WORK ORDER: Report how many lines of these entries hold the string "Validation"; reply with the number alone.

(SOURCE RECORDS)

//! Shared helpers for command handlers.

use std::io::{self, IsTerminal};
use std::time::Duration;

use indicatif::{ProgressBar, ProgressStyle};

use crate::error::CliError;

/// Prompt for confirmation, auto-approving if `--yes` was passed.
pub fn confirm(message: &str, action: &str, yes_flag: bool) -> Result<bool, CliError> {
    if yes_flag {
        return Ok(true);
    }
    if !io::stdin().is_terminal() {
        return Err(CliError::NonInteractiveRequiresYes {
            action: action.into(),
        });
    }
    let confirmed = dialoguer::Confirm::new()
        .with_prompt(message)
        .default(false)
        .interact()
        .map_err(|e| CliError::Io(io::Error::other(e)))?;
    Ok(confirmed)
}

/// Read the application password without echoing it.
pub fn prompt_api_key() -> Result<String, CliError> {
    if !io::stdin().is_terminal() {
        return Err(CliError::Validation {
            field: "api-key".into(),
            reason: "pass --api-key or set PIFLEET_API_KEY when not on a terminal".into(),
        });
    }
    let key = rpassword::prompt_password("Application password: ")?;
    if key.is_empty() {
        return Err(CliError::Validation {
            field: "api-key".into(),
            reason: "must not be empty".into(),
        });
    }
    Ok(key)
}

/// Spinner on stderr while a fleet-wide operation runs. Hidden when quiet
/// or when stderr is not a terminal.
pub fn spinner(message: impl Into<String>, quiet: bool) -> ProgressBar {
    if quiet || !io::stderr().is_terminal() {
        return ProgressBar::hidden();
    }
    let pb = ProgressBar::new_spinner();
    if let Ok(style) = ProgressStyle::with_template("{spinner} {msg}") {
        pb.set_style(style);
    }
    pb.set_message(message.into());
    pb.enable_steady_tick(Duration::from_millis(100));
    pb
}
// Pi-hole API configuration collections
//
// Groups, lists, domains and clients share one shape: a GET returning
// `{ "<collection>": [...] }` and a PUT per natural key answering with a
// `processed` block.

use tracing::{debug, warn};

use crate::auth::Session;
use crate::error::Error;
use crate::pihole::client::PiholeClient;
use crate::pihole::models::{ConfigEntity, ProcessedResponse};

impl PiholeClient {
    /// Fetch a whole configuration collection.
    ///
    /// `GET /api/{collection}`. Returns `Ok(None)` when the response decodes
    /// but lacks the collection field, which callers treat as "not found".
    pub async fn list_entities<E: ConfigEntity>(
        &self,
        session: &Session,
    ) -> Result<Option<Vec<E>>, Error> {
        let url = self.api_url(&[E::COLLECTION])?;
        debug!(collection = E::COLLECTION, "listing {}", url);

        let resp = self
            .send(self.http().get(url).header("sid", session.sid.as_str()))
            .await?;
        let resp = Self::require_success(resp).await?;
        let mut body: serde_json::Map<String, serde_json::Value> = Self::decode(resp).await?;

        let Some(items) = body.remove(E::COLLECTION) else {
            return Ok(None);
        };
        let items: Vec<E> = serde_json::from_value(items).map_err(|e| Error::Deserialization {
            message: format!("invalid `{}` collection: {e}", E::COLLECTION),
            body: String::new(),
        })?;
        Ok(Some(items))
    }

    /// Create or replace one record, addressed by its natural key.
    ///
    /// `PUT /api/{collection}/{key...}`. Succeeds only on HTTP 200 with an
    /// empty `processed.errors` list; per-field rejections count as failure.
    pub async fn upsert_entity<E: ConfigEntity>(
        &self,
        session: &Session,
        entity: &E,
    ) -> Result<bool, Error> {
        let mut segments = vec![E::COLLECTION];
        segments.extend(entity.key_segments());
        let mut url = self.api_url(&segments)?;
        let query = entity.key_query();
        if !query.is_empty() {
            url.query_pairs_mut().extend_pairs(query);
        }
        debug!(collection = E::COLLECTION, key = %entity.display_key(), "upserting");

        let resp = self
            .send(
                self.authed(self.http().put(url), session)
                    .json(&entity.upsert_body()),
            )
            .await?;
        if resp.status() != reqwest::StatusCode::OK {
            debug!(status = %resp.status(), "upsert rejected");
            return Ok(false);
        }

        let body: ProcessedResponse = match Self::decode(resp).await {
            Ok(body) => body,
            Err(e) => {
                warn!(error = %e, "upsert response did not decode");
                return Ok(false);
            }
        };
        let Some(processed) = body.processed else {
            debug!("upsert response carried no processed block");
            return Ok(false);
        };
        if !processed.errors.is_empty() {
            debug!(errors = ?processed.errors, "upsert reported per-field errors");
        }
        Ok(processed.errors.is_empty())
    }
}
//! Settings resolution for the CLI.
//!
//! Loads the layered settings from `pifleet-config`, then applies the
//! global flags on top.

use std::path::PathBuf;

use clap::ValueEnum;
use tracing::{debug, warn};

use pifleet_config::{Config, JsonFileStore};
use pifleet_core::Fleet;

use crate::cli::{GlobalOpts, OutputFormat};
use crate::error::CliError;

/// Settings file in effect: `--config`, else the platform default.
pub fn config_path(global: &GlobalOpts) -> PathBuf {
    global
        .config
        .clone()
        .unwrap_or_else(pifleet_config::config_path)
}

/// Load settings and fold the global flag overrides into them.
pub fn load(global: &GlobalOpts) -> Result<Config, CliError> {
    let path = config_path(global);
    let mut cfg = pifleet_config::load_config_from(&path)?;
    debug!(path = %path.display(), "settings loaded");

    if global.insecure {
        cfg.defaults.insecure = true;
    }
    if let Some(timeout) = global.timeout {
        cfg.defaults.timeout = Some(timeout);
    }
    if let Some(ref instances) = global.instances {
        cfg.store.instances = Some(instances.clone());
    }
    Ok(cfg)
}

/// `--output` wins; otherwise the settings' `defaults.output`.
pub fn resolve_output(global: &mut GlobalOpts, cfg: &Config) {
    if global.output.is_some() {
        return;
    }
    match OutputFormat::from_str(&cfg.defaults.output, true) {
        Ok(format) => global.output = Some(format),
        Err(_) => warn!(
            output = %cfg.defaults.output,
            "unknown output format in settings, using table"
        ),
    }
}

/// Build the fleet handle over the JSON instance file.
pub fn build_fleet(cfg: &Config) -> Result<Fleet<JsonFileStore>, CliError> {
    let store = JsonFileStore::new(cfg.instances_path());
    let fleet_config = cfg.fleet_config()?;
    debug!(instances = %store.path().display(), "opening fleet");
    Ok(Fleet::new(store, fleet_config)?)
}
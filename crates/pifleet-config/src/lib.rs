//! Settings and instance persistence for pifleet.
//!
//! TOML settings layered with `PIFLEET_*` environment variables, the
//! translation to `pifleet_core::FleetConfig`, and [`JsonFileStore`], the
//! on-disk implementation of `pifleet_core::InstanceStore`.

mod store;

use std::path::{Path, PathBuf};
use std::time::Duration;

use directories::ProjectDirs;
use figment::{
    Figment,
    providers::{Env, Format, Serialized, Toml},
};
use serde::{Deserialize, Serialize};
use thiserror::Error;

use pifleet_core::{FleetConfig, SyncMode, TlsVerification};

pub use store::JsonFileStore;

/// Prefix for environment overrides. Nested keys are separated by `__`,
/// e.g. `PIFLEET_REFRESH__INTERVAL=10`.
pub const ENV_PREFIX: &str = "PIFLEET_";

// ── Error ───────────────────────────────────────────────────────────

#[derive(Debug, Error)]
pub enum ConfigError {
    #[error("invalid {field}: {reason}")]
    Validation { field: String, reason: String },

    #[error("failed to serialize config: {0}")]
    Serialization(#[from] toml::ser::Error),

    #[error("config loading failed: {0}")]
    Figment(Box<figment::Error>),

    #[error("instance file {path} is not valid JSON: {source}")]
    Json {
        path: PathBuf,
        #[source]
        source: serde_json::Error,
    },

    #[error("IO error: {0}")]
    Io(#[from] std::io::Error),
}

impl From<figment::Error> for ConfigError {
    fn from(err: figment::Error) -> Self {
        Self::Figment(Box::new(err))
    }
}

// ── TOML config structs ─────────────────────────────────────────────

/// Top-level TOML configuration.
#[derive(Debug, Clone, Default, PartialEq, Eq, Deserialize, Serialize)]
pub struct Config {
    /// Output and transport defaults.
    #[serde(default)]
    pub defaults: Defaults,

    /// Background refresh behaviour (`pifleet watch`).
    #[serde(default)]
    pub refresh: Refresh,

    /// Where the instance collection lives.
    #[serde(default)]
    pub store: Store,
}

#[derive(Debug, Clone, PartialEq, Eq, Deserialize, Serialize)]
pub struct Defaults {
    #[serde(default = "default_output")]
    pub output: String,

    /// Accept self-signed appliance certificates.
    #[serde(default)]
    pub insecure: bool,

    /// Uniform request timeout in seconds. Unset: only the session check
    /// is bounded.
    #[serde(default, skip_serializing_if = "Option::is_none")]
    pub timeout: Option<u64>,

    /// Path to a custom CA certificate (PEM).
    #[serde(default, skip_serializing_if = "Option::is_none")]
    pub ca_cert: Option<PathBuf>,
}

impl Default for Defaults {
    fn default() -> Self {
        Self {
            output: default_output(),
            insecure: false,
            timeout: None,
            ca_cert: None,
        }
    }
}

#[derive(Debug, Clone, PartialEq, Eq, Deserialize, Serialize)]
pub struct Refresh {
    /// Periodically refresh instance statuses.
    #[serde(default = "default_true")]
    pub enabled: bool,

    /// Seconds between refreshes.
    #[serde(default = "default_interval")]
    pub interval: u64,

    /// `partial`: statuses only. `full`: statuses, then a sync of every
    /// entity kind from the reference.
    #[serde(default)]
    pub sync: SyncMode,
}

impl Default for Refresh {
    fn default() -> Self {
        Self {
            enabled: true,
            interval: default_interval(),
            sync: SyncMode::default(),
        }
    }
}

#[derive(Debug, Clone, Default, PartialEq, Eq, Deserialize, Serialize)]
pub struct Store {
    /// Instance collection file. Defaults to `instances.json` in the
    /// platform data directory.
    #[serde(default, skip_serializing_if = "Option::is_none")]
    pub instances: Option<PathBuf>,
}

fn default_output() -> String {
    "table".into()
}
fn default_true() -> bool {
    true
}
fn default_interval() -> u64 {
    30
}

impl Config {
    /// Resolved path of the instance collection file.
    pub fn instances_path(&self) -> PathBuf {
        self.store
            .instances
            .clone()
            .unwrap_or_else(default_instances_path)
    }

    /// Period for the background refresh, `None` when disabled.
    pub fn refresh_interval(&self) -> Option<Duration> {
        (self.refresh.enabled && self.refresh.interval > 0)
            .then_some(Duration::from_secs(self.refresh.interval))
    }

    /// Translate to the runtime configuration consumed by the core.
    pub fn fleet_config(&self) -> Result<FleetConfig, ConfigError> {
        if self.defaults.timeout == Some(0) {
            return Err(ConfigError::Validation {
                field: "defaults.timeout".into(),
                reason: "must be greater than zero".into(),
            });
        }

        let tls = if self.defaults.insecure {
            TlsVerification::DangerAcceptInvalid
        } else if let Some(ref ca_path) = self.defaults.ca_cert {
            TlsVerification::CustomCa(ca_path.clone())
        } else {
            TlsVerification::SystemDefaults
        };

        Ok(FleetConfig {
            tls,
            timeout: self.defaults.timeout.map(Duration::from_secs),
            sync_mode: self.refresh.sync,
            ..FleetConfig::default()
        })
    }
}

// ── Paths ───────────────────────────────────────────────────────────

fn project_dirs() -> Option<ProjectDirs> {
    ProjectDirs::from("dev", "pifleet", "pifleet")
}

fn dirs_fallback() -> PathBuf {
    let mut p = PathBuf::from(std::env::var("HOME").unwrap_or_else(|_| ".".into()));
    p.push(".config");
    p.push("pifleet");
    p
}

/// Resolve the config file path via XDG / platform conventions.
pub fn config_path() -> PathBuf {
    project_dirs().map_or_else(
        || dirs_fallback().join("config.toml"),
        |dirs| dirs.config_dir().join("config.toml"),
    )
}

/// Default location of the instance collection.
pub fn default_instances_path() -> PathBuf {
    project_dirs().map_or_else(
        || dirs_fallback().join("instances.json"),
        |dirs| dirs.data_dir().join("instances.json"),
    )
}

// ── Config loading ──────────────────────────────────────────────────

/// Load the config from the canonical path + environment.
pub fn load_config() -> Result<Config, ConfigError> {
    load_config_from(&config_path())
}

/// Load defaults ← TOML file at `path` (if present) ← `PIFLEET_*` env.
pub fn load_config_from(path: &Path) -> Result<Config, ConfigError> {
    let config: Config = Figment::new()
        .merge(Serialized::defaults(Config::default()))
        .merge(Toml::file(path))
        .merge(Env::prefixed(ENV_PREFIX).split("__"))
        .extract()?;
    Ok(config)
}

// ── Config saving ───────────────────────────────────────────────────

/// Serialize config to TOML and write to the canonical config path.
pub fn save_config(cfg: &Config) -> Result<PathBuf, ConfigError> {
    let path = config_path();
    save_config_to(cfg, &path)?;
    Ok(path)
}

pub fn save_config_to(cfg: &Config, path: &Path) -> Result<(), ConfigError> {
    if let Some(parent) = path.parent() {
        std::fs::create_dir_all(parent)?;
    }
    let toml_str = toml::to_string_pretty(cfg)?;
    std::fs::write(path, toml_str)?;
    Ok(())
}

(End SOURCE RECORDS)
(SOURCE RECORDS)

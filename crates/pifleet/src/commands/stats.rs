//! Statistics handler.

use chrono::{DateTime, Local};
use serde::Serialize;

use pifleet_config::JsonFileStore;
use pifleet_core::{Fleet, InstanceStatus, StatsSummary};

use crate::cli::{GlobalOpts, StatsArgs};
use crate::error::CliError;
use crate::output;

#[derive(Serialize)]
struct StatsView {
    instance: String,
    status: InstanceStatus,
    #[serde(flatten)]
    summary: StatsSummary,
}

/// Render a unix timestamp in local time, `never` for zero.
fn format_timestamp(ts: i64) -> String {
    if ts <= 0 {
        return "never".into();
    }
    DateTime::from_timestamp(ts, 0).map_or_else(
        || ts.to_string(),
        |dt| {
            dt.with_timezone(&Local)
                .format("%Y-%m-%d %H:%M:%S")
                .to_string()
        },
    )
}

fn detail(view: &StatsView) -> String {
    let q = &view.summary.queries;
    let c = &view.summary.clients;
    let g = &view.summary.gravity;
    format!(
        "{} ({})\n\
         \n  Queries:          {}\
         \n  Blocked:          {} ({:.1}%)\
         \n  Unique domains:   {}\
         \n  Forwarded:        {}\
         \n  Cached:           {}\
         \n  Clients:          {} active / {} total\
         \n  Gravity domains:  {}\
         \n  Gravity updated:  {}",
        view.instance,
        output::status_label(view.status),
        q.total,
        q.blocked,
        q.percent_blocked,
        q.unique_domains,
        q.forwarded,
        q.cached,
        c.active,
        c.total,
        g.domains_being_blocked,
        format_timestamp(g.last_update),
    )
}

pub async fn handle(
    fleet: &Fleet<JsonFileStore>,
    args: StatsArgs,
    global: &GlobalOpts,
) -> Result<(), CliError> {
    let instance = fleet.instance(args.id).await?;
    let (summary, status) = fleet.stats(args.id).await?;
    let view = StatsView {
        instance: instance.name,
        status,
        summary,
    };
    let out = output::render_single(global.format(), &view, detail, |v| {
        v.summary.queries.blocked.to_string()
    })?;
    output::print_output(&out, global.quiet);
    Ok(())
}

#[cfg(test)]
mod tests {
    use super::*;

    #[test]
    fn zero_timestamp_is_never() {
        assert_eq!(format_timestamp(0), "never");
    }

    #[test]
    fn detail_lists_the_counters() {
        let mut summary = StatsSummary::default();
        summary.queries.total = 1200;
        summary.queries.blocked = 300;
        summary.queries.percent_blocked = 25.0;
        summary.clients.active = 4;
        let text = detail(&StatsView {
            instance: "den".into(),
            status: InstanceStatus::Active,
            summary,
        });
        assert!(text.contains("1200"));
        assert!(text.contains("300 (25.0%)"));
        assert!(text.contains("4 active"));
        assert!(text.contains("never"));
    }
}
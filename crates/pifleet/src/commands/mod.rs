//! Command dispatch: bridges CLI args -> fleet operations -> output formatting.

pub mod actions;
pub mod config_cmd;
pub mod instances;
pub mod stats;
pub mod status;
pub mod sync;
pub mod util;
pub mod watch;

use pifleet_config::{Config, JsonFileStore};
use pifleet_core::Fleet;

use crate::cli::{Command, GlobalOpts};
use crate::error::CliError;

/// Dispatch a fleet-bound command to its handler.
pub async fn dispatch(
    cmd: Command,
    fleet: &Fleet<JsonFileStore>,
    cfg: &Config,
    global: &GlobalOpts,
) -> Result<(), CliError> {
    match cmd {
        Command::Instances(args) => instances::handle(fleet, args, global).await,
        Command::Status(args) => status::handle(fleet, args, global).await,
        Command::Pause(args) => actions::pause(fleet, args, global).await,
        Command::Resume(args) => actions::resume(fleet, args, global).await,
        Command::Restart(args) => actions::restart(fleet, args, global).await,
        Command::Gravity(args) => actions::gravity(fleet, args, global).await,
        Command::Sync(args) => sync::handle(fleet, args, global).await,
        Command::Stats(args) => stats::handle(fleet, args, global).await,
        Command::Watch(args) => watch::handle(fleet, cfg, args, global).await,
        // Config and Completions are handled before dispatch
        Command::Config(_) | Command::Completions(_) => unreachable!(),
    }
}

(End SOURCE RECORDS)

YOUR RESPONSE: 4